Saved entries
========

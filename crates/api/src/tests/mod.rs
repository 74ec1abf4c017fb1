// Copyright (C) 2026 Fred Clausen
// Use of this source code is governed by an MIT-style
// license that can be found in the LICENSE file or at
// https://opensource.org/licenses/MIT.

#![allow(clippy::expect_used, clippy::unwrap_used)]

mod capability_tests;
mod helpers;
// Copyright (C) 2026 Fred Clausen
// Use of this source code is governed by an MIT-style
// license that can be found in the LICENSE file or at
// https://opensource.org/licenses/MIT.

//! Session and authorization layer for the SIOP dashboard.
//!
//! Sits between the operator-facing surface and the core: login and logout
//! maintain the single session slot, and the capability gate decides which
//! mutations the current session may perform. Authorization lives here and
//! only here; the core mutators trust their callers.

#![deny(
    clippy::pedantic,
    clippy::cargo,
    clippy::nursery,
    clippy::style,
    clippy::correctness,
    clippy::all,
    clippy::suspicious,
    clippy::complexity,
    clippy::perf,
    clippy::unwrap_used,
    clippy::expect_used
)]

mod auth;
mod capabilities;
mod error;

#[cfg(test)]
mod tests;

pub use auth::AuthenticationService;
pub use capabilities::{Capabilities, can_mutate, compute_capabilities, require_mutation};
pub use error::AuthError;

========

Repeat the whole of the data above exactly as it appears.

filename crates/api/src/tests/mod.rs
repository 74ec1abf4c017fb1
// Copyright (C) 2026 Fred Clausen
// Use of this source code is governed by an MIT-style
// license that can be found in the LICENSE file or at
// https://opensource.org/licenses/MIT.

#![allow(clippy::expect_used, clippy::unwrap_used)]

mod capability_tests;
mod helpers;
// Copyright (C) 2026 Fred Clausen
// Use of this source code is governed by an MIT-style
// license that can be found in the LICENSE file or at
// https://opensource.org/licenses/MIT.

//! Session and authorization layer for the SIOP dashboard.
//!
//! Sits between the operator-facing surface and the core: login and logout
//! maintain the single session slot, and the capability gate decides which
//! mutations the current session may perform. Authorization lives here and
//! only here; the core mutators trust their callers.

#![deny(
    clippy::pedantic,
    clippy::cargo,
    clippy::nursery,
    clippy::style,
    clippy::correctness,
    clippy::all,
    clippy::suspicious,
    clippy::complexity,
    clippy::perf,
    clippy::unwrap_used,
    clippy::expect_used
)]

mod auth;
mod capabilities;
mod error;

#[cfg(test)]
mod tests;

pub use auth::AuthenticationService;
pub use capabilities::{Capabilities, can_mutate, compute_capabilities, require_mutation};
pub use error::AuthError;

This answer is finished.